Cop Fired After Bathroom Showdown

Cop Fired After Bathroom Showdown

This one is simple and sharp. A 70-year-old reserve officer was dropped from the DeKalb County Police Department after a confrontation at a Georgia library bathroom. People are angry. Officials say rules were broken. The fired officer says he did the right thing.

The incident happened at the Tucker-Reid H. Cofer Library in Tucker, Georgia, last October. A mother with two children complained to a security guard that a man was in the women’s restroom. The man identified in reports is Sarah Rose Swinton.

Internal records show the officer confronted Swinson after the complaint. The Center Square obtained the files that led to an Internal Affairs probe and, ultimately, his dismissal from the reserve and retired officers program. The department’s own policy says a first infraction should usually get only a written reprimand. This time, leaders pushed to remove him.

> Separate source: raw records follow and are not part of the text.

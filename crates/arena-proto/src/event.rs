//! Inbound client events.
//!
//! Every event carries a `roomId`; the coordinator needs nothing else to
//! route it. `code-update` payloads are kept whole so they can be relayed
//! verbatim.
//!
//! # Invariants
//!
//! - A decoded event always has a non-empty `room_id`. Events without one are
//!   rejected here, so the router never sees a half-formed event.
//! - `CodeUpdate::payload` is the exact object the client sent, `roomId`
//!   included.

use serde::Deserialize;
use serde_json::{Map, Value, json};

use crate::{
    RoomId,
    errors::{ProtocolError, Result},
};

/// Wire name of the join event.
pub const JOIN_ROOM: &str = "join-room";
/// Wire name of the language change event.
pub const SET_LANGUAGE: &str = "set-language";
/// Wire name of the buffer relay event.
pub const CODE_UPDATE: &str = "code-update";
/// Wire name of the chat relay event.
pub const SEND_MESSAGE: &str = "send-message";
/// Wire name of the leave event.
pub const LEAVE_ROOM: &str = "leave-room";

/// JSON envelope shared by every frame.
#[derive(Deserialize)]
struct Envelope {
    event: String,
    #[serde(default)]
    data: Value,
}

/// An event sent by a client.
#[derive(Debug, Clone, PartialEq)]
pub enum ClientEvent {
    /// Join (and implicitly create) a room
    JoinRoom {
        /// Room to join
        room_id: RoomId,
    },

    /// Change the room's language tag
    SetLanguage {
        /// Target room
        room_id: RoomId,
        /// New language tag
        language: String,
    },

    /// Relay a buffer update to the other members
    CodeUpdate {
        /// Target room
        room_id: RoomId,
        /// Full inbound payload, relayed untouched
        payload: Map<String, Value>,
    },

    /// Relay a chat message to the other members
    SendMessage {
        /// Target room
        room_id: RoomId,
        /// Message body
        message: String,
    },

    /// Leave a room
    LeaveRoom {
        /// Room to leave
        room_id: RoomId,
    },
}

impl ClientEvent {
    /// Decode a JSON text frame.
    pub fn decode(text: &str) -> Result<Self> {
        let envelope: Envelope = serde_json::from_str(text)
            .map_err(|e| ProtocolError::MalformedFrame(e.to_string()))?;

        Self::from_parts(&envelope.event, envelope.data)
    }

    /// Build an event from its wire name and payload.
    pub fn from_parts(event: &str, data: Value) -> Result<Self> {
        match event {
            JOIN_ROOM => {
                let payload = object(JOIN_ROOM, data)?;
                Ok(Self::JoinRoom { room_id: required_str(JOIN_ROOM, &payload, "roomId")? })
            },
            SET_LANGUAGE => {
                let payload = object(SET_LANGUAGE, data)?;
                Ok(Self::SetLanguage {
                    room_id: required_str(SET_LANGUAGE, &payload, "roomId")?,
                    language: required_str(SET_LANGUAGE, &payload, "language")?,
                })
            },
            CODE_UPDATE => {
                let payload = object(CODE_UPDATE, data)?;
                let room_id = required_str(CODE_UPDATE, &payload, "roomId")?;
                Ok(Self::CodeUpdate { room_id, payload })
            },
            SEND_MESSAGE => {
                let payload = object(SEND_MESSAGE, data)?;
                let room_id = required_str(SEND_MESSAGE, &payload, "roomId")?;
                // An empty chat line is still a message.
                let message = match payload.get("message") {
                    Some(Value::String(message)) => message.clone(),
                    _ => {
                        return Err(ProtocolError::MissingField {
                            event: SEND_MESSAGE,
                            field: "message",
                        });
                    },
                };
                Ok(Self::SendMessage { room_id, message })
            },
            LEAVE_ROOM => {
                let payload = object(LEAVE_ROOM, data)?;
                Ok(Self::LeaveRoom { room_id: required_str(LEAVE_ROOM, &payload, "roomId")? })
            },
            other => Err(ProtocolError::UnknownEvent(other.to_string())),
        }
    }

    /// Encode as a JSON text frame.
    pub fn encode(&self) -> Result<String> {
        let data = match self {
            Self::JoinRoom { room_id } | Self::LeaveRoom { room_id } => {
                json!({ "roomId": room_id })
            },
            Self::SetLanguage { room_id, language } => {
                json!({ "roomId": room_id, "language": language })
            },
            Self::CodeUpdate { room_id, payload } => {
                let mut payload = payload.clone();
                payload.insert("roomId".to_string(), Value::String(room_id.clone()));
                Value::Object(payload)
            },
            Self::SendMessage { room_id, message } => {
                json!({ "roomId": room_id, "message": message })
            },
        };

        serde_json::to_string(&json!({ "event": self.name(), "data": data }))
            .map_err(|e| ProtocolError::Encode(e.to_string()))
    }

    /// Wire name of this event.
    pub fn name(&self) -> &'static str {
        match self {
            Self::JoinRoom { .. } => JOIN_ROOM,
            Self::SetLanguage { .. } => SET_LANGUAGE,
            Self::CodeUpdate { .. } => CODE_UPDATE,
            Self::SendMessage { .. } => SEND_MESSAGE,
            Self::LeaveRoom { .. } => LEAVE_ROOM,
        }
    }

    /// Room this event targets.
    pub fn room_id(&self) -> &str {
        match self {
            Self::JoinRoom { room_id }
            | Self::SetLanguage { room_id, .. }
            | Self::CodeUpdate { room_id, .. }
            | Self::SendMessage { room_id, .. }
            | Self::LeaveRoom { room_id } => room_id,
        }
    }
}

fn object(event: &'static str, data: Value) -> Result<Map<String, Value>> {
    match data {
        Value::Object(map) => Ok(map),
        _ => Err(ProtocolError::PayloadNotObject { event }),
    }
}

fn required_str(event: &'static str, payload: &Map<String, Value>, field: &'static str) -> Result<String> {
    match payload.get(field) {
        Some(Value::String(value)) if !value.is_empty() => Ok(value.clone()),
        _ => Err(ProtocolError::MissingField { event, field }),
    }
}

#[cfg(test)]
mod tests {
    use super::*;

    #[test]
    fn decode_join_room() {
        let event = ClientEvent::decode(r#"{"event":"join-room","data":{"roomId":"abc"}}"#).unwrap();
        assert_eq!(event, ClientEvent::JoinRoom { room_id: "abc".to_string() });
    }

    #[test]
    fn decode_set_language() {
        let event = ClientEvent::decode(
            r#"{"event":"set-language","data":{"roomId":"abc","language":"python"}}"#,
        )
        .unwrap();
        assert_eq!(event, ClientEvent::SetLanguage {
            room_id: "abc".to_string(),
            language: "python".to_string(),
        });
    }

    #[test]
    fn code_update_keeps_extra_fields() {
        let event = ClientEvent::decode(
            r#"{"event":"code-update","data":{"roomId":"abc","code":"let x = 1;","cursor":7}}"#,
        )
        .unwrap();

        let ClientEvent::CodeUpdate { room_id, payload } = event else {
            panic!("expected CodeUpdate");
        };
        assert_eq!(room_id, "abc");
        assert_eq!(payload.get("code"), Some(&json!("let x = 1;")));
        assert_eq!(payload.get("cursor"), Some(&json!(7)));
        assert_eq!(payload.get("roomId"), Some(&json!("abc")));
    }

    #[test]
    fn send_message_allows_empty_body() {
        let event = ClientEvent::decode(
            r#"{"event":"send-message","data":{"roomId":"abc","message":""}}"#,
        )
        .unwrap();
        assert_eq!(event, ClientEvent::SendMessage {
            room_id: "abc".to_string(),
            message: String::new(),
        });
    }

    #[test]
    fn missing_room_id_is_rejected() {
        let err = ClientEvent::decode(r#"{"event":"leave-room","data":{}}"#).unwrap_err();
        assert_eq!(err, ProtocolError::MissingField { event: LEAVE_ROOM, field: "roomId" });

        let err = ClientEvent::decode(r#"{"event":"join-room","data":{"roomId":""}}"#).unwrap_err();
        assert_eq!(err, ProtocolError::MissingField { event: JOIN_ROOM, field: "roomId" });

        let err = ClientEvent::decode(r#"{"event":"join-room","data":{"roomId":42}}"#).unwrap_err();
        assert_eq!(err, ProtocolError::MissingField { event: JOIN_ROOM, field: "roomId" });
    }

    #[test]
    fn empty_language_is_rejected() {
        let err = ClientEvent::decode(
            r#"{"event":"set-language","data":{"roomId":"abc","language":""}}"#,
        )
        .unwrap_err();
        assert_eq!(err, ProtocolError::MissingField { event: SET_LANGUAGE, field: "language" });
    }

    #[test]
    fn missing_data_is_not_an_object() {
        let err = ClientEvent::decode(r#"{"event":"join-room"}"#).unwrap_err();
        assert_eq!(err, ProtocolError::PayloadNotObject { event: JOIN_ROOM });
    }

    #[test]
    fn unknown_event_is_rejected() {
        let err = ClientEvent::decode(r#"{"event":"run-code","data":{"roomId":"abc"}}"#).unwrap_err();
        assert_eq!(err, ProtocolError::UnknownEvent("run-code".to_string()));
    }

    #[test]
    fn garbage_is_malformed() {
        let err = ClientEvent::decode("not json").unwrap_err();
        assert!(matches!(err, ProtocolError::MalformedFrame(_)));
    }

    #[test]
    fn encode_then_decode_preserves_event() {
        let event = ClientEvent::SetLanguage {
            room_id: "Room-1".to_string(),
            language: "cpp".to_string(),
        };
        let text = event.encode().unwrap();
        assert_eq!(ClientEvent::decode(&text).unwrap(), event);
    }
}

The fired officer, Glen Weaver, doesn’t regret his actions. “There were women and children in the bathroom when he was in there,” Weaver said. “If I was a father, and I had my daughter going to the bathroom, and I’m waiting for her to come out and this dude comes walking into the bathroom – there would have been an issue.”

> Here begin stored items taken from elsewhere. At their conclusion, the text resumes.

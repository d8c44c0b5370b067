//! Fuzz target for the room coordinator driver
//!
//! Drives the real `ServerDriver` (through `SimServer`) with arbitrary
//! operation sequences, mirroring them into the reference model.
//!
//! # Strategy
//!
//! - Operations: connect, join, leave, set-language, code and chat relays,
//!   abrupt disconnects
//! - Shared identities: several clients map onto the same username
//! - Raw frames: arbitrary text interleaved with well-formed traffic
//!
//! # Invariants
//!
//! - Driver NEVER returns an error for runtime-consistent input
//! - Every registered invariant holds after every step
//! - Observable state matches the model after every step
//! - Garbage frames never change state

#![no_main]

use arbitrary::Arbitrary;
use arena_harness::{InvariantRegistry, ModelWorld, Operation, SimServer, SystemSnapshot};
use arena_server::ServerEvent;
use libfuzzer_sys::fuzz_target;

const NUM_CLIENTS: usize = 6;

#[derive(Debug, Clone, Arbitrary)]
enum Step {
    Op(Operation),
    Garbage { client_id: u8, text: String },
}

fuzz_target!(|steps: Vec<Step>| {
    let mut model = ModelWorld::new(NUM_CLIENTS);
    let mut real = SimServer::new(NUM_CLIENTS);
    let invariants = InvariantRegistry::standard();

    for step in steps.iter().take(256) {
        match step {
            Step::Op(op) => {
                let model_result = model.apply(op);
                let real_result = real.apply(op).expect("driver rejected consistent input");
                assert_eq!(model_result, real_result, "result divergence on {op:?}");
            }
            Step::Garbage { client_id, text } => {
                let Some(session_id) = real.session_of(*client_id) else {
                    continue;
                };
                if arena_proto::ClientEvent::decode(text).is_ok() {
                    continue;
                }

                let before = real.observable_state();
                real.inject(ServerEvent::FrameReceived { session_id, text: text.clone() })
                    .expect("driver rejected frame for live session");
                assert_eq!(before, real.observable_state(), "garbage frame changed state");
            }
        }

        assert_eq!(model.observable_state(), real.observable_state(), "model divergence");

        if let Err(violations) = invariants.check_all(&SystemSnapshot::from_driver(real.driver())) {
            panic!("invariant violations: {violations:?}");
        }
    }
});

He says Swinton did not repeat his words accurately and that the media painted him as anti-trans. “Cops are supposed to have tough skin, right? But I don’t like being accused on nationwide TV of false accusations.” Weaver had served 28 years with the department before joining the reserve program.

Security officer Victor Reed told investigators one woman left the restroom after Swinton entered and “had a look on her face like something was wrong.” Reed said the mother who came out “stated that, ‘How can we allow men to go into a women’s restroom?’” He added, “The lady mumbled something under her breath and just dashed out the door. She was (angry).”

The library allows people to use whichever bathroom they choose. A 2023 Georgia law about separate restrooms in schools doesn’t apply to public libraries.

Outside groups weighed in. Beth Parlato, senior attorney for the Independent Women’s Law Center, told The Center Square, Weaver “did the right thing – he stood up for truth, he stood up for reality, he stood up for common sense,” and said library rules protected someone she thought shouldn’t be in a girls’ bathroom.

Swinton said he didn’t even know someone complained. “Nobody ever told me that, in the entire extent of this investigation,” Swinson said. “That’s the basic problem right there, is they’re viewing me as a male when I’m not, for all intents and purposes.”

Maj. Theodore Golden, Assistant Chief Lonzy Robertson and Police Chief Greg Padrick all recommended Weaver be removed from the reserve program despite the policy calling for a written citation for a first offense. Weaver believes the move came from higher up. “Because we’re in a woke type of environment, this came from up top,” he said. “They just wanted for me to just go away.”

The story raises hard questions about safety, policy, and who sets the rules in public spaces. Folks on both sides feel they’re protecting basic rights. For now, a veteran cop is out of the program. The debate is far from over.